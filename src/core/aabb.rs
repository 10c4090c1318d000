use glam::{IVec3, Vec3};

const EPSILON: f32 = 1e-5;

/// Entry and exit parameters of a ray crossing a box.
#[derive(Clone, Copy, Debug, PartialEq)]
pub struct RayEntry {
    pub t_entry: f32,
    pub t_exit: f32,
    /// Outward normal of the face the ray enters through.
    pub normal: IVec3,
}

#[derive(Clone, Copy, Debug, PartialEq)]
pub struct AABB {
    pub min: Vec3,
    pub max: Vec3,
}

impl AABB {
    pub fn new(min: Vec3, max: Vec3) -> Self {
        AABB { min, max }
    }

    /// Unit box occupied by a voxel.
    pub fn voxel(pos: IVec3) -> Self {
        let min = pos.as_vec3();
        AABB::new(min, min + Vec3::ONE)
    }

    pub fn contains(&self, point: Vec3) -> bool {
        point.cmpge(self.min).all() && point.cmple(self.max).all()
    }

    /// Slab test against a ray `origin + t * dir`.
    pub fn ray_intersection(&self, origin: Vec3, dir: Vec3) -> Option<RayEntry> {
        let mut t_entry = f32::NEG_INFINITY;
        let mut t_exit = f32::INFINITY;
        let mut normal = IVec3::ZERO;

        for axis in 0..3 {
            let (o, d) = (origin[axis], dir[axis]);
            let (min, max) = (self.min[axis], self.max[axis]);

            if d.abs() < EPSILON {
                if o < min || o > max {
                    return None;
                }
                continue;
            }

            let t1 = (min - o) / d;
            let t2 = (max - o) / d;
            let (near, far) = if t1 < t2 { (t1, t2) } else { (t2, t1) };

            if near > t_entry {
                t_entry = near;
                normal = IVec3::ZERO;
                normal[axis] = if d > 0.0 { -1 } else { 1 };
            }
            t_exit = t_exit.min(far);
        }

        if t_entry > t_exit || t_exit < 0.0 {
            return None;
        }
        Some(RayEntry {
            t_entry,
            t_exit,
            normal,
        })
    }
}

::::::

◆ TASK REQUIREMENTS ◆
Copy out every line from the data above that has "EPSILON" in it.

◆ RESPONSE ◆
const EPSILON: f32 = 1e-5;
            if d.abs() < EPSILON {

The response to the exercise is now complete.